Filipino army general

Fidel Ventura Segundo (24 April 1894 – 6 January 1945) was a Filipino brigadier general and World War II hero. He commanded the 1st Regular Division (Philippines) during the invasion by Japan and then survived the Bataan Death March. Paroled from prison, Segundo was later executed for aiding the Filipino resistance forces.

==Early life and education==
Segundo was born in Laoag, Ilocos Norte, the son of Luciano Segundo and Paula Ventura. After completing primary school in Laoag, he attended Manila High School. Segundo then enrolled at the University of the Philippines as a pre-med student.
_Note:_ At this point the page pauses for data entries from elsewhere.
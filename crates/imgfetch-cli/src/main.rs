use clap::Parser;
use imgfetch_core::control::CancelToken;
use imgfetch_core::logging;

mod cli;

use crate::cli::Cli;

#[tokio::main]
async fn main() {
    let cli = Cli::parse();

    // Initialize logging as early as possible.
    if cli.log_file {
        if let Err(err) = logging::init_logging_file(cli.verbose) {
            logging::init_logging_stderr(cli.verbose);
            tracing::warn!("file logging unavailable ({:#}); logging to stderr", err);
        }
    } else {
        logging::init_logging_stderr(cli.verbose);
    }

    // Ctrl-C stops the batch; in-flight transfers drop their partial files.
    let cancel = CancelToken::new();
    let on_signal = cancel.clone();
    tokio::spawn(async move {
        if tokio::signal::ctrl_c().await.is_ok() {
            tracing::warn!("interrupt received, cancelling remaining downloads");
            on_signal.cancel();
        }
    });

    match cli.run(cancel).await {
        Ok(true) => {}
        Ok(false) => std::process::exit(1),
        Err(err) => {
            eprintln!("imgfetch error: {:#}", err);
            std::process::exit(1);
        }
    }
}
Appointed to the United States Military Academy, he graduated in August 1917. Segundo attended the Air Service Observation School from September 1920 to January 1921. He later graduated from the Field Artillery School battery officers' course in August 1925 and the Cavalry School troop officers' course in June 1926.

Segundo married Angela G. Agcaoili in 1919. They had three sons and a daughter.

==Military career==
Segundo was commissioned in the Philippine Scouts and briefly served as a temporary major during World War I. He commanded an artillery battery at Camp Stotsenburg from January 1919 to September 1920 and served as a battery commander with the 24th Field Artillery from September 1926 to May 1929. Segundo was promoted to captain in November 1926 and major in June 1936. He taught military science and tactics at the University of the Philippines from 1929 to 1936.

Appointed colonel in the newly created Philippine Army in 1936, Segundo led the establishment and training of its field artillery branch. Retaining his U.S. Army commission, he was promoted to lieutenant colonel in August 1940. Colonel Segundo assumed command of the 2nd Infantry Regiment (Philippines) in July 1940. He was subsequently appointed superintendent of the Philippine Military Academy in August 1941 and served in that post until directed to evacuate Baguio in December 1941.

Segundo was then promoted to brigadier general in the Philippine Army and assumed command of the 1st Regular Division on 19 December 1941. Despite limited training and armament, his division participated in the defense of southern Luzon and then fought at Bataan until the April 1942 surrender.

As a native Filipino, Segundo was imprisoned at the Capas Concentration Camp. Paroled to Manila, he became an advisor to the underground resistance to the Japanese occupation. Segundo and his son Fidel Jr. were arrested by the Japanese military police on 19 December 1944. After several weeks of harsh interrogation, he was executed in early January 1945 and buried in an unmarked common grave.

==Legacy==
The segment of the Pan-Philippine Highway immediately north of his hometown of Laoag is named Gen. Fidel V. Segundo Avenue. In December 1969, a historical marker was erected in Laoag to commemorate him.